Nothing in the records may be left out or altered; reproduce them all exactly.

■ **EXCERPTED DATA**:
___
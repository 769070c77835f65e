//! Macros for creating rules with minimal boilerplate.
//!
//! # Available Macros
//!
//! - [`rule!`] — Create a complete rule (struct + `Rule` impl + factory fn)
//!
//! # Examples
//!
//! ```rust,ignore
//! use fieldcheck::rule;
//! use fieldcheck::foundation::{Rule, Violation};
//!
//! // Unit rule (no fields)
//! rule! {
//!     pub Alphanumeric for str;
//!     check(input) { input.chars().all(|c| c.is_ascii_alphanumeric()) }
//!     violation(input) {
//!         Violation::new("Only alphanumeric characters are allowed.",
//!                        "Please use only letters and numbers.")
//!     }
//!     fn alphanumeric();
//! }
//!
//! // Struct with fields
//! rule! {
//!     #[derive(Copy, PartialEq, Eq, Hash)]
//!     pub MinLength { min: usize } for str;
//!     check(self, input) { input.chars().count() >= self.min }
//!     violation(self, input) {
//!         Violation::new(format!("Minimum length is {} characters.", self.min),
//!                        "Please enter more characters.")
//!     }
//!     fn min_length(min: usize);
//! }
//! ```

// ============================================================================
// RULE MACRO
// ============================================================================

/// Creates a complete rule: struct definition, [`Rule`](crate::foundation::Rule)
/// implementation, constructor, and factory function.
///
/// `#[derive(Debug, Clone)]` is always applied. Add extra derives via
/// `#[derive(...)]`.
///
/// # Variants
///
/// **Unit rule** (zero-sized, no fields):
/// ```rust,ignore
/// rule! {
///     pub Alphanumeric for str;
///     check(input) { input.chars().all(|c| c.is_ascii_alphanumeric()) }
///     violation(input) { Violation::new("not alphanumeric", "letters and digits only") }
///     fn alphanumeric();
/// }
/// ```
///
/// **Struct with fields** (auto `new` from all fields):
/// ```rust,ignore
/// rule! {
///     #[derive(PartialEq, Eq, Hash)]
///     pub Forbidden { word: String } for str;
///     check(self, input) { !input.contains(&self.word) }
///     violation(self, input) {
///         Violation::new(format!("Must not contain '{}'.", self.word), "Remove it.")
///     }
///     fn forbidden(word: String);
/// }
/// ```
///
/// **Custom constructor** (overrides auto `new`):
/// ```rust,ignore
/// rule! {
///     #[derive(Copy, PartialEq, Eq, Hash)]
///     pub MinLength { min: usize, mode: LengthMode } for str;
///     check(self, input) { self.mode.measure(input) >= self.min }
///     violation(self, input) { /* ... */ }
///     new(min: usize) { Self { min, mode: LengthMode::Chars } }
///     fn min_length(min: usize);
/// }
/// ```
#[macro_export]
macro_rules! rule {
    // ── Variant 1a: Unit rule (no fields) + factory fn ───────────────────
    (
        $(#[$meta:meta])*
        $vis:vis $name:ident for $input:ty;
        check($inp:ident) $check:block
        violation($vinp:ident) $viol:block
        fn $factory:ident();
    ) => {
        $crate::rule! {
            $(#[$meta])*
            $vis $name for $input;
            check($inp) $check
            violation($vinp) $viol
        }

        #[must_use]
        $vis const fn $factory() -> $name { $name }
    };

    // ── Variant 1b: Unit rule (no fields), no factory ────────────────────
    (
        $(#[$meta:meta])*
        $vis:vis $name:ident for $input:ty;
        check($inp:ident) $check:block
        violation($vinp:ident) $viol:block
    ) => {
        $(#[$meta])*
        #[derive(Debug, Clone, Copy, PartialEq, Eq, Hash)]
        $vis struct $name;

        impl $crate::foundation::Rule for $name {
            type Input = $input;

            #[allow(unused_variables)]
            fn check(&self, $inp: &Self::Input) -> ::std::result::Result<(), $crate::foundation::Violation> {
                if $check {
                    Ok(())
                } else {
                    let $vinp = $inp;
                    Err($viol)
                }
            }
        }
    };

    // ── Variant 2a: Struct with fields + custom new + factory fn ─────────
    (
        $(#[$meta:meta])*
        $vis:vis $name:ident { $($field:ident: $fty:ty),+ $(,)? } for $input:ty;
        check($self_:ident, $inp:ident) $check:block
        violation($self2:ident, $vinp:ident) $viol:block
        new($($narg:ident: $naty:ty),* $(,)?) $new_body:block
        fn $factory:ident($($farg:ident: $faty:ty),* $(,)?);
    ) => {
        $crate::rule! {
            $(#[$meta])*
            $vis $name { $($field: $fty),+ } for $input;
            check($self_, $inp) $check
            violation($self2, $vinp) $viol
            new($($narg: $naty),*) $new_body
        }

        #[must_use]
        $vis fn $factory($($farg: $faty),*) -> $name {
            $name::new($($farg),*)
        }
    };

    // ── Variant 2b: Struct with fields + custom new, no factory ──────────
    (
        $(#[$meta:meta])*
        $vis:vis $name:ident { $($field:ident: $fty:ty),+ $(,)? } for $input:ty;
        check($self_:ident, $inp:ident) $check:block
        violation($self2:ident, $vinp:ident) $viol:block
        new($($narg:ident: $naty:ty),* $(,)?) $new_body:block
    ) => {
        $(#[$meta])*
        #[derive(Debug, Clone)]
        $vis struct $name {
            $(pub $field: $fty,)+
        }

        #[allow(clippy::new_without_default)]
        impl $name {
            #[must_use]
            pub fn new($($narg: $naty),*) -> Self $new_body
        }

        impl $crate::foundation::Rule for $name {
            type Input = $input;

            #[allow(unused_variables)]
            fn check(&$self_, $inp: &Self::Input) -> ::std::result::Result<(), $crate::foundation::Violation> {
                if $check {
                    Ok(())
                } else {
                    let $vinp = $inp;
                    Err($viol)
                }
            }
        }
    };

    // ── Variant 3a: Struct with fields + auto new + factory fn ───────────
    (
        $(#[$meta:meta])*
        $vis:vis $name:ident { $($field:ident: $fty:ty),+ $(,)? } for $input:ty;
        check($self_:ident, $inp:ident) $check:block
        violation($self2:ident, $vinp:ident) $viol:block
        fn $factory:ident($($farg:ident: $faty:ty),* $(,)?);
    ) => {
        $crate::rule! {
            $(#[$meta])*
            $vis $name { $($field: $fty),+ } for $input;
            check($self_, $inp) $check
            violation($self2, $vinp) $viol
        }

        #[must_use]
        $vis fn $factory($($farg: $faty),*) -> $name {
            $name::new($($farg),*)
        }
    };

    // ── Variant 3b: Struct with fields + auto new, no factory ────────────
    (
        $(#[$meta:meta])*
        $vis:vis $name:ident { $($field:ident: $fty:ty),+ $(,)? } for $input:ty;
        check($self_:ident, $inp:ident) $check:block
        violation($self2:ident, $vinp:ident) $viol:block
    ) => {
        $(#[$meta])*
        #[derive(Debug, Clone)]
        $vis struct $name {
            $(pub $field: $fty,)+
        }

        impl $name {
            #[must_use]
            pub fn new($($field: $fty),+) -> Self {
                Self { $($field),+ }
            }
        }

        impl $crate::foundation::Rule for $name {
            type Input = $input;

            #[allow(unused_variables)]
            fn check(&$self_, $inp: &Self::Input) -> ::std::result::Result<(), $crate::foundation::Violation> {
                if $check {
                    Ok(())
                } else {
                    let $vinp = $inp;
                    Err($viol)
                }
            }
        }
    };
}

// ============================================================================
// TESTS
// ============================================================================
___
■ **ANSWER TO THIS PROBLEM**:
repository 769070c77835f65e
//! Macros for creating rules with minimal boilerplate.
//!
//! # Available Macros
//!
//! - [`rule!`] — Create a complete rule (struct + `Rule` impl + factory fn)
//!
//! # Examples
//!
//! ```rust,ignore
//! use fieldcheck::rule;
//! use fieldcheck::foundation::{Rule, Violation};
//!
//! // Unit rule (no fields)
//! rule! {
//!     pub Alphanumeric for str;
//!     check(input) { input.chars().all(|c| c.is_ascii_alphanumeric()) }
//!     violation(input) {
//!         Violation::new("Only alphanumeric characters are allowed.",
//!                        "Please use only letters and numbers.")
//!     }
//!     fn alphanumeric();
//! }
//!
//! // Struct with fields
//! rule! {
//!     #[derive(Copy, PartialEq, Eq, Hash)]
//!     pub MinLength { min: usize } for str;
//!     check(self, input) { input.chars().count() >= self.min }
//!     violation(self, input) {
//!         Violation::new(format!("Minimum length is {} characters.", self.min),
//!                        "Please enter more characters.")
//!     }
//!     fn min_length(min: usize);
//! }
//! ```

// ============================================================================
// RULE MACRO
// ============================================================================

/// Creates a complete rule: struct definition, [`Rule`](crate::foundation::Rule)
/// implementation, constructor, and factory function.
///
/// `#[derive(Debug, Clone)]` is always applied. Add extra derives via
/// `#[derive(...)]`.
///
/// # Variants
///
/// **Unit rule** (zero-sized, no fields):
/// ```rust,ignore
/// rule! {
///     pub Alphanumeric for str;
///     check(input) { input.chars().all(|c| c.is_ascii_alphanumeric()) }
///     violation(input) { Violation::new("not alphanumeric", "letters and digits only") }
///     fn alphanumeric();
/// }
/// ```
///
/// **Struct with fields** (auto `new` from all fields):
/// ```rust,ignore
/// rule! {
///     #[derive(PartialEq, Eq, Hash)]
///     pub Forbidden { word: String } for str;
///     check(self, input) { !input.contains(&self.word) }
///     violation(self, input) {
///         Violation::new(format!("Must not contain '{}'.", self.word), "Remove it.")
///     }
///     fn forbidden(word: String);
/// }
/// ```
///
/// **Custom constructor** (overrides auto `new`):
/// ```rust,ignore
/// rule! {
///     #[derive(Copy, PartialEq, Eq, Hash)]
///     pub MinLength { min: usize, mode: LengthMode } for str;
///     check(self, input) { self.mode.measure(input) >= self.min }
///     violation(self, input) { /* ... */ }
///     new(min: usize) { Self { min, mode: LengthMode::Chars } }
///     fn min_length(min: usize);
/// }
/// ```
#[macro_export]
macro_rules! rule {
    // ── Variant 1a: Unit rule (no fields) + factory fn ───────────────────
    (
        $(#[$meta:meta])*
        $vis:vis $name:ident for $input:ty;
        check($inp:ident) $check:block
        violation($vinp:ident) $viol:block
        fn $factory:ident();
    ) => {
        $crate::rule! {
            $(#[$meta])*
            $vis $name for $input;
            check($inp) $check
            violation($vinp) $viol
        }

        #[must_use]
        $vis const fn $factory() -> $name { $name }
    };

    // ── Variant 1b: Unit rule (no fields), no factory ────────────────────
    (
        $(#[$meta:meta])*
        $vis:vis $name:ident for $input:ty;
        check($inp:ident) $check:block
        violation($vinp:ident) $viol:block
    ) => {
        $(#[$meta])*
        #[derive(Debug, Clone, Copy, PartialEq, Eq, Hash)]
        $vis struct $name;

        impl $crate::foundation::Rule for $name {
            type Input = $input;

            #[allow(unused_variables)]
            fn check(&self, $inp: &Self::Input) -> ::std::result::Result<(), $crate::foundation::Violation> {
                if $check {
                    Ok(())
                } else {
                    let $vinp = $inp;
                    Err($viol)
                }
            }
        }
    };

    // ── Variant 2a: Struct with fields + custom new + factory fn ─────────
    (
        $(#[$meta:meta])*
        $vis:vis $name:ident { $($field:ident: $fty:ty),+ $(,)? } for $input:ty;
        check($self_:ident, $inp:ident) $check:block
        violation($self2:ident, $vinp:ident) $viol:block
        new($($narg:ident: $naty:ty),* $(,)?) $new_body:block
        fn $factory:ident($($farg:ident: $faty:ty),* $(,)?);
    ) => {
        $crate::rule! {
            $(#[$meta])*
            $vis $name { $($field: $fty),+ } for $input;
            check($self_, $inp) $check
            violation($self2, $vinp) $viol
            new($($narg: $naty),*) $new_body
        }

        #[must_use]
        $vis fn $factory($($farg: $faty),*) -> $name {
            $name::new($($farg),*)
        }
    };

    // ── Variant 2b: Struct with fields + custom new, no factory ──────────
    (
        $(#[$meta:meta])*
        $vis:vis $name:ident { $($field:ident: $fty:ty),+ $(,)? } for $input:ty;
        check($self_:ident, $inp:ident) $check:block
        violation($self2:ident, $vinp:ident) $viol:block
        new($($narg:ident: $naty:ty),* $(,)?) $new_body:block
    ) => {
        $(#[$meta])*
        #[derive(Debug, Clone)]
        $vis struct $name {
            $(pub $field: $fty,)+
        }

        #[allow(clippy::new_without_default)]
        impl $name {
            #[must_use]
            pub fn new($($narg: $naty),*) -> Self $new_body
        }

        impl $crate::foundation::Rule for $name {
            type Input = $input;

            #[allow(unused_variables)]
            fn check(&$self_, $inp: &Self::Input) -> ::std::result::Result<(), $crate::foundation::Violation> {
                if $check {
                    Ok(())
                } else {
                    let $vinp = $inp;
                    Err($viol)
                }
            }
        }
    };

    // ── Variant 3a: Struct with fields + auto new + factory fn ───────────
    (
        $(#[$meta:meta])*
        $vis:vis $name:ident { $($field:ident: $fty:ty),+ $(,)? } for $input:ty;
        check($self_:ident, $inp:ident) $check:block
        violation($self2:ident, $vinp:ident) $viol:block
        fn $factory:ident($($farg:ident: $faty:ty),* $(,)?);
    ) => {
        $crate::rule! {
            $(#[$meta])*
            $vis $name { $($field: $fty),+ } for $input;
            check($self_, $inp) $check
            violation($self2, $vinp) $viol
        }

        #[must_use]
        $vis fn $factory($($farg: $faty),*) -> $name {
            $name::new($($farg),*)
        }
    };

    // ── Variant 3b: Struct with fields + auto new, no factory ────────────
    (
        $(#[$meta:meta])*
        $vis:vis $name:ident { $($field:ident: $fty:ty),+ $(,)? } for $input:ty;
        check($self_:ident, $inp:ident) $check:block
        violation($self2:ident, $vinp:ident) $viol:block
    ) => {
        $(#[$meta])*
        #[derive(Debug, Clone)]
        $vis struct $name {
            $(pub $field: $fty,)+
        }

        impl $name {
            #[must_use]
            pub fn new($($field: $fty),+) -> Self {
                Self { $($field),+ }
            }
        }

        impl $crate::foundation::Rule for $name {
            type Input = $input;

            #[allow(unused_variables)]
            fn check(&$self_, $inp: &Self::Input) -> ::std::result::Result<(), $crate::foundation::Violation> {
                if $check {
                    Ok(())
                } else {
                    let $vinp = $inp;
                    Err($viol)
                }
            }
        }
    };
}

// ============================================================================
// TESTS
// ============================================================================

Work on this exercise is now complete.